On se souvient dans quelles conditions Moïse avait quitté l'Egypte. Il en était parti la mort dans l'âme, profondément affligé en pensant à ses compatriotes qui gémissaient sous le poids d'une oppression cruelle. Moïse sentait qu'il y avait quelque chose à faire pour son .malheureux peuple. La tâche était surhumaine réduit à ses seules forces, Moïse n'aurait jamais osé l'entreprendre C'est dans la solitude d'Horeb que le grand Israélite devait entendre l'appel de Dieu auquel il n'a pas résisté...

Le premier geste de Moïse, en arrivant près d'un endroit habité. avait été de prendre la défense de quelques jeunes filles, malmenées par des bergers, qui les empêchaient d'abreuver leurs troupeaux. Cet acte, qui nous renseigne sur la nature généreuse de Moïse, allait avoir un mariage pour conséquence. En effet, recueilli chez Jéthro, le père des jeunes Madianites, le fugitif ne tarda pas à épouser l'une d'elles, Séphora. L'exilé avait trouvé un foyer ; mais son bonheur n'était pas complet, il n'oubliait pas ses compatriotes dans la peine.

Il y avait longtemps déjà que le beau-fils de Jéthro remplissait les fonctions de berger quand ses pas le conduisirent, avec ses troupeaux, sur les contreforts du Sinaï, en Horeb. L'endroit était favorable au recueillement, C'est là que Moïse eut la vision d'un buisson en flammes, par laquelle Dieu se manifesta à lui pour l'appeler à son service. Cette apparition reste mystérieuse. Comme celui qui en fut le témoin, faisons preuve de respect.
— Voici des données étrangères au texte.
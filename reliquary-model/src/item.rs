use std::collections::HashSet;
use std::fmt;

use chrono::{DateTime, Utc};

use crate::derivative::{DerivativeRecord, DerivativeType};
use crate::error::{FieldError, is_blank};
use crate::ids::{LockToken, ResourceId};
use crate::metadata::{DescriptiveMetadata, StructuralMetadata, ViewingDirection, ViewingHint};
use crate::resource::{Resource, ResourceKind, ResourceRecord};

/// Prefix every persistent identifier minted for an item carries.
pub const ARK_PREFIX: &str = "ark:/";

/// A described content object made of ordered assets.
///
/// Items reference assets by id only; assets are independently addressable
/// and deletable.
#[derive(Debug, Clone, PartialEq)]
#[cfg_attr(feature = "serde", derive(serde::Serialize, serde::Deserialize))]
pub struct Item {
    pub id: ResourceId,
    pub lock_token: Option<LockToken>,
    pub unique_identifier: Option<String>,
    pub human_readable_name: Option<String>,
    pub descriptive_metadata: DescriptiveMetadata,
    pub structural_metadata: StructuralMetadata,
    pub asset_ids: Vec<ResourceId>,
    pub thumbnail_asset_id: Option<ResourceId>,
    pub published: bool,
    pub first_published_at: Option<DateTime<Utc>>,
    pub last_published_at: Option<DateTime<Utc>>,
    pub derivatives: Vec<DerivativeRecord>,
    pub internal_notes: Vec<String>,
    pub created_by: Option<String>,
    pub updated_by: Option<String>,
    pub created_at: Option<DateTime<Utc>>,
    pub updated_at: Option<DateTime<Utc>>,
}

impl Item {
    pub fn arranged_asset_ids(&self) -> &[ResourceId] {
        &self.structural_metadata.arranged_asset_ids
    }

    pub fn unarranged_asset_ids(&self) -> Vec<ResourceId> {
        let arranged: HashSet<_> = self.arranged_asset_ids().iter().collect();
        self.asset_ids
            .iter()
            .filter(|id| !arranged.contains(id))
            .copied()
            .collect()
    }

    pub fn references(&self, asset_id: ResourceId) -> bool {
        self.asset_ids.contains(&asset_id)
    }

    pub fn derivative(&self, kind: DerivativeType) -> Option<&DerivativeRecord> {
        self.derivatives.iter().find(|d| d.kind == kind)
    }

    /// First arranged asset, else first asset, else none.
    pub fn default_thumbnail(&self) -> Option<ResourceId> {
        self.arranged_asset_ids()
            .first()
            .or_else(|| self.asset_ids.first())
            .copied()
    }

    /// Remove every reference to `asset_id`, clearing the thumbnail if it
    /// pointed at the removed asset.
    pub fn unlink_asset(&mut self, asset_id: ResourceId) {
        self.asset_ids.retain(|id| *id != asset_id);
        self.structural_metadata
            .arranged_asset_ids
            .retain(|id| *id != asset_id);
        if self.thumbnail_asset_id == Some(asset_id) {
            self.thumbnail_asset_id = None;
        }
    }
}

#[derive(Debug, Clone, Default, PartialEq, Eq)]
#[cfg_attr(feature = "serde", derive(serde::Serialize, serde::Deserialize))]
#[cfg_attr(feature = "serde", serde(default))]
pub struct StructuralAttributes {
    pub arranged_asset_ids: Option<Vec<ResourceId>>,
    pub viewing_direction: Option<String>,
    pub viewing_hint: Option<String>,
}

#[derive(Debug, Clone, Default, PartialEq, Eq)]
#[cfg_attr(feature = "serde", derive(serde::Serialize, serde::Deserialize))]
#[cfg_attr(feature = "serde", serde(default))]
pub struct ItemAttributes {
    pub unique_identifier: Option<String>,
    pub human_readable_name: Option<String>,
    pub descriptive_metadata: Option<DescriptiveMetadata>,
    pub structural_metadata: Option<StructuralAttributes>,
    pub asset_ids: Option<Vec<ResourceId>>,
    pub thumbnail_asset_id: Option<ResourceId>,
    pub published: Option<bool>,
    pub internal_notes: Option<Vec<String>>,
}

#[derive(Debug, Clone, Copy, PartialEq, Eq, Hash)]
pub enum ItemField {
    UniqueIdentifier,
    HumanReadableName,
    DescriptiveMetadata,
    StructuralMetadata,
    AssetIds,
    ThumbnailAssetId,
    Published,
    Derivatives,
    InternalNotes,
}

impl fmt::Display for ItemField {
    fn fmt(&self, f: &mut fmt::Formatter<'_>) -> fmt::Result {
        let name = match self {
            ItemField::UniqueIdentifier => "unique_identifier",
            ItemField::HumanReadableName => "human_readable_name",
            ItemField::DescriptiveMetadata => "descriptive_metadata",
            ItemField::StructuralMetadata => "structural_metadata",
            ItemField::AssetIds => "asset_ids",
            ItemField::ThumbnailAssetId => "thumbnail_asset_id",
            ItemField::Published => "published",
            ItemField::Derivatives => "derivatives",
            ItemField::InternalNotes => "internal_notes",
        };
        f.write_str(name)
    }
}

fn dedup_preserving_order(ids: &[ResourceId]) -> Vec<ResourceId> {
    let mut seen = HashSet::new();
    ids.iter().filter(|id| seen.insert(**id)).copied().collect()
}

impl Resource for Item {
    type Attributes = ItemAttributes;
    type Field = ItemField;

    const KIND: ResourceKind = ResourceKind::Item;
    const FIELDS: &'static [ItemField] = &[
        ItemField::UniqueIdentifier,
        ItemField::HumanReadableName,
        ItemField::DescriptiveMetadata,
        ItemField::StructuralMetadata,
        ItemField::AssetIds,
        ItemField::ThumbnailAssetId,
        ItemField::Published,
        ItemField::Derivatives,
        ItemField::InternalNotes,
    ];

    fn blank(id: ResourceId) -> Self {
        Item {
            id,
            lock_token: None,
            unique_identifier: None,
            human_readable_name: None,
            descriptive_metadata: DescriptiveMetadata::default(),
            structural_metadata: StructuralMetadata::default(),
            asset_ids: Vec::new(),
            thumbnail_asset_id: None,
            published: false,
            first_published_at: None,
            last_published_at: None,
            derivatives: Vec::new(),
            internal_notes: Vec::new(),
            created_by: None,
            updated_by: None,
            created_at: None,
            updated_at: None,
        }
    }

    fn id(&self) -> ResourceId {
        self.id
    }

    fn lock_token(&self) -> Option<LockToken> {
        self.lock_token
    }

    fn set_lock_token(&mut self, token: LockToken) {
        self.lock_token = Some(token);
    }

    fn apply(&mut self, attributes: &ItemAttributes) {
        if let Some(identifier) = &attributes.unique_identifier {
            self.unique_identifier = Some(identifier.trim().to_string());
        }
        if let Some(name) = &attributes.human_readable_name {
            self.human_readable_name = Some(name.trim().to_string());
        }
        if let Some(metadata) = &attributes.descriptive_metadata {
            self.descriptive_metadata = metadata.clone();
        }
        if let Some(structural) = &attributes.structural_metadata {
            if let Some(arranged) = &structural.arranged_asset_ids {
                self.structural_metadata.arranged_asset_ids = arranged.clone();
            }
            if let Some(direction) = &structural.viewing_direction {
                self.structural_metadata.viewing_direction = Some(direction.clone());
            }
            if let Some(hint) = &structural.viewing_hint {
                self.structural_metadata.viewing_hint = Some(hint.clone());
            }
        }
        if let Some(asset_ids) = &attributes.asset_ids {
            self.asset_ids = dedup_preserving_order(asset_ids);
        }
        if let Some(thumbnail) = attributes.thumbnail_asset_id {
            self.thumbnail_asset_id = Some(thumbnail);
        }
        if let Some(published) = attributes.published {
            self.published = published;
        }
        if let Some(notes) = &attributes.internal_notes {
            self.internal_notes = notes.clone();
        }
    }

    fn differs(&self, other: &Self, field: ItemField) -> bool {
        match field {
            ItemField::UniqueIdentifier => self.unique_identifier != other.unique_identifier,
            ItemField::HumanReadableName => {
                self.human_readable_name != other.human_readable_name
            }
            ItemField::DescriptiveMetadata => {
                self.descriptive_metadata != other.descriptive_metadata
            }
            ItemField::StructuralMetadata => {
                self.structural_metadata != other.structural_metadata
            }
            ItemField::AssetIds => self.asset_ids != other.asset_ids,
            ItemField::ThumbnailAssetId => self.thumbnail_asset_id != other.thumbnail_asset_id,
            ItemField::Published => self.published != other.published,
            ItemField::Derivatives => self.derivatives != other.derivatives,
            ItemField::InternalNotes => self.internal_notes != other.internal_notes,
        }
    }

    fn validate(&self) -> Vec<FieldError> {
        let mut errors = Vec::new();

        if is_blank(self.human_readable_name.as_deref()) {
            errors.push(FieldError::blank("human_readable_name"));
        }
        if is_blank(self.created_by.as_deref()) {
            errors.push(FieldError::blank("created_by"));
        }
        if is_blank(self.updated_by.as_deref()) {
            errors.push(FieldError::blank("updated_by"));
        }
        if let Some(identifier) = &self.unique_identifier
            && !identifier.starts_with(ARK_PREFIX)
        {
            errors.push(FieldError::new(
                "unique_identifier",
                format!("must be an ark identifier starting with {ARK_PREFIX}"),
            ));
        }

        let metadata = &self.descriptive_metadata;
        if !metadata.has_value(DescriptiveMetadata::TITLE)
            && !metadata.has_value(DescriptiveMetadata::BIBNUMBER)
        {
            errors.push(FieldError::new(
                "descriptive_metadata.title",
                "can't be blank unless a bibnumber is provided",
            ));
        }

        let structural = &self.structural_metadata;
        if let Some(direction) = &structural.viewing_direction
            && direction.parse::<ViewingDirection>().is_err()
        {
            errors.push(FieldError::new(
                "structural_metadata.viewing_direction",
                format!("is not included in the list: {direction}"),
            ));
        }
        if let Some(hint) = &structural.viewing_hint
            && hint.parse::<ViewingHint>().is_err()
        {
            errors.push(FieldError::new(
                "structural_metadata.viewing_hint",
                format!("is not included in the list: {hint}"),
            ));
        }

        if dedup_preserving_order(&self.asset_ids).len() != self.asset_ids.len() {
            errors.push(FieldError::new("asset_ids", "can't contain duplicates"));
        }

        let members: HashSet<_> = self.asset_ids.iter().collect();
        let arranged = &structural.arranged_asset_ids;
        if arranged.iter().any(|id| !members.contains(id)) {
            errors.push(FieldError::new(
                "structural_metadata.arranged_asset_ids",
                "must be a subset of asset_ids",
            ));
        }
        if dedup_preserving_order(arranged).len() != arranged.len() {
            errors.push(FieldError::new(
                "structural_metadata.arranged_asset_ids",
                "can't contain duplicates",
            ));
        }

        if let Some(thumbnail) = &self.thumbnail_asset_id
            && !members.contains(thumbnail)
        {
            errors.push(FieldError::new(
                "thumbnail_asset_id",
                "must be included in asset_ids",
            ));
        }

        errors
    }

    fn assign_actor(&mut self, actor: &str, is_new: bool) {
        if is_new && self.created_by.is_none() {
            self.created_by = Some(actor.to_string());
        }
        self.updated_by = Some(actor.to_string());
    }

    fn touch(&mut self, at: DateTime<Utc>, is_new: bool) {
        if is_new {
            self.created_at = Some(at);
        }
        self.updated_at = Some(at);
    }

    fn into_record(self) -> ResourceRecord {
        ResourceRecord::Item(self)
    }

    fn from_record(record: ResourceRecord) -> Option<Self> {
        match record {
            ResourceRecord::Item(item) => Some(item),
            ResourceRecord::Asset(_) => None,
        }
    }
}

#[cfg(test)]
mod tests {
    use super::*;

    fn titled() -> Item {
        let mut item = Item::blank(ResourceId::new());
        item.apply(&ItemAttributes {
            human_readable_name: Some("Letter to Franklin".into()),
            descriptive_metadata: Some(DescriptiveMetadata::new().with("title", &["Letter"])),
            ..Default::default()
        });
        item.assign_actor("archivist@example.edu", true);
        item
    }

    fn messages(item: &Item) -> Vec<String> {
        item.validate().iter().map(ToString::to_string).collect()
    }

    #[test]
    fn thumbnail_must_reference_a_member_asset() {
        let mut item = titled();
        item.thumbnail_asset_id = Some(ResourceId::new());
        assert_eq!(
            messages(&item),
            vec!["thumbnail_asset_id must be included in asset_ids"]
        );

        let asset = ResourceId::new();
        item.asset_ids = vec![asset];
        item.thumbnail_asset_id = Some(asset);
        assert!(item.validate().is_empty());
    }

    #[test]
    fn arranged_ids_must_be_subset_of_asset_ids() {
        let mut item = titled();
        item.structural_metadata.arranged_asset_ids = vec![ResourceId::new()];
        assert_eq!(
            messages(&item),
            vec!["structural_metadata.arranged_asset_ids must be a subset of asset_ids"]
        );
    }

    #[test]
    fn enumerated_structural_values_are_checked() {
        let mut item = titled();
        item.structural_metadata.viewing_direction = Some("sideways".into());
        item.structural_metadata.viewing_hint = Some("paged".into());
        assert_eq!(
            messages(&item),
            vec!["structural_metadata.viewing_direction is not included in the list: sideways"]
        );
    }

    #[test]
    fn bibnumber_substitutes_for_title() {
        let mut item = titled();
        item.descriptive_metadata = DescriptiveMetadata::new().with("bibnumber", &["9912345"]);
        assert!(item.validate().is_empty());
    }

    #[test]
    fn unlinking_the_thumbnail_clears_it() {
        let mut item = titled();
        let (a, b) = (ResourceId::new(), ResourceId::new());
        item.asset_ids = vec![a, b];
        item.structural_metadata.arranged_asset_ids = vec![a];
        item.thumbnail_asset_id = Some(a);

        item.unlink_asset(a);

        assert_eq!(item.asset_ids, vec![b]);
        assert!(item.arranged_asset_ids().is_empty());
        assert_eq!(item.thumbnail_asset_id, None);
    }

    #[test]
    fn default_thumbnail_prefers_arranged_assets() {
        let mut item = titled();
        let (a, b) = (ResourceId::new(), ResourceId::new());
        item.asset_ids = vec![a, b];
        assert_eq!(item.default_thumbnail(), Some(a));
        item.structural_metadata.arranged_asset_ids = vec![b];
        assert_eq!(item.default_thumbnail(), Some(b));
    }
}
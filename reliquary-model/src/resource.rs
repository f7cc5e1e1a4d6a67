use std::fmt;

use chrono::{DateTime, Utc};

use crate::asset::Asset;
use crate::error::FieldError;
use crate::ids::{LockToken, ResourceId};
use crate::item::Item;

#[derive(Debug, Clone, Copy, PartialEq, Eq, Hash)]
#[cfg_attr(feature = "serde", derive(serde::Serialize, serde::Deserialize))]
#[cfg_attr(feature = "serde", serde(rename_all = "snake_case"))]
pub enum ResourceKind {
    Item,
    Asset,
}

impl fmt::Display for ResourceKind {
    fn fmt(&self, f: &mut fmt::Formatter<'_>) -> fmt::Result {
        match self {
            ResourceKind::Item => f.write_str("item"),
            ResourceKind::Asset => f.write_str("asset"),
        }
    }
}

/// Capability set shared by items and assets.
///
/// Staging, validation and persistence are written once against this trait;
/// the concrete resource decides which fields exist, how raw attributes land
/// on it, and which invariants a valid instance satisfies.
pub trait Resource: Clone + fmt::Debug + Send + Sync + 'static {
    /// Raw, partially specified attribute set supplied by a caller.
    type Attributes: Clone + fmt::Debug + Default + Send + Sync + 'static;
    /// Fields tracked for change detection.
    type Field: Copy + Eq + fmt::Debug + fmt::Display + Send + Sync + 'static;

    const KIND: ResourceKind;
    const FIELDS: &'static [Self::Field];

    /// An unsaved, empty resource carrying `id`.
    fn blank(id: ResourceId) -> Self;

    fn id(&self) -> ResourceId;

    /// `None` until the resource has been saved once.
    fn lock_token(&self) -> Option<LockToken>;

    fn set_lock_token(&mut self, token: LockToken);

    /// Apply caller attributes; fields left as `None` are untouched.
    fn apply(&mut self, attributes: &Self::Attributes);

    fn differs(&self, other: &Self, field: Self::Field) -> bool;

    fn validate(&self) -> Vec<FieldError>;

    /// Record who is responsible for this revision.
    fn assign_actor(&mut self, actor: &str, is_new: bool);

    /// Stamp persistence timestamps just before the write.
    fn touch(&mut self, at: DateTime<Utc>, is_new: bool);

    fn into_record(self) -> ResourceRecord;

    fn from_record(record: ResourceRecord) -> Option<Self>;
}

/// Tagged union of everything the repository store can hold.
#[derive(Debug, Clone, PartialEq)]
#[cfg_attr(feature = "serde", derive(serde::Serialize, serde::Deserialize))]
#[cfg_attr(feature = "serde", serde(tag = "kind", rename_all = "snake_case"))]
pub enum ResourceRecord {
    Item(Item),
    Asset(Asset),
}

impl ResourceRecord {
    pub fn id(&self) -> ResourceId {
        match self {
            ResourceRecord::Item(item) => item.id,
            ResourceRecord::Asset(asset) => asset.id,
        }
    }

    pub fn kind(&self) -> ResourceKind {
        match self {
            ResourceRecord::Item(_) => ResourceKind::Item,
            ResourceRecord::Asset(_) => ResourceKind::Asset,
        }
    }

    pub fn lock_token(&self) -> Option<LockToken> {
        match self {
            ResourceRecord::Item(item) => item.lock_token,
            ResourceRecord::Asset(asset) => asset.lock_token,
        }
    }

    pub fn set_lock_token(&mut self, token: LockToken) {
        match self {
            ResourceRecord::Item(item) => item.lock_token = Some(token),
            ResourceRecord::Asset(asset) => asset.lock_token = Some(token),
        }
    }

    pub fn as_item(&self) -> Option<&Item> {
        match self {
            ResourceRecord::Item(item) => Some(item),
            ResourceRecord::Asset(_) => None,
        }
    }

    pub fn as_asset(&self) -> Option<&Asset> {
        match self {
            ResourceRecord::Asset(asset) => Some(asset),
            ResourceRecord::Item(_) => None,
        }
    }
}

impl From<Item> for ResourceRecord {
    fn from(item: Item) -> Self {
        ResourceRecord::Item(item)
    }
}

impl From<Asset> for ResourceRecord {
    fn from(asset: Asset) -> Self {
        ResourceRecord::Asset(asset)
    }
}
Le dialogue échangé entre Dieu et son serviteur est profondément émouvant. Dieu dit combien il souffre du malheur de son peuple, mais il n'agira que si Moïse accepte de faire le nécessaire pour conduire Israël à la délivrance. Devant la tâche formidable qui lui est offerte, Moïse recule effrayé. C'est trop pour lui ! Mais, sa résistance dure peu : on ne résiste pas ,quand l'Eternel ordonne... Moïse ira donc, il affrontera les périls et sa force sera dans la conviction qu'il est un instrument entre les mains du Tout-Puissant.

Il ne dira pas : moi ; il dira : l'Eternel. L'Eternel, le Dieu de nos pères, m'envoie... (Ex. 3 : 15). Une vocation ne mérite cet admirable nom (vocation signifie appel) que dans la mesure où Dieu a parlé ! Alors on est fort. On n'est, toutefois, digne de se présenter au nom de l'Eternel qu'à une seule condition et la voici. Le serviteur de Dieu, quelle que soit sa situation, qu'il soit connu ou ignoré, grand ou petit - car des enfants aussi sont appelés à servir ! - doit prouver sa « vocation » par le service des autres. Moïse est un magnifique exemple parce qu'il illustre cette vérité exprimée par le Sauveur :

 

Quiconque veut être grand au milieu de vous sera votre serviteur. (Marc 10 : 48).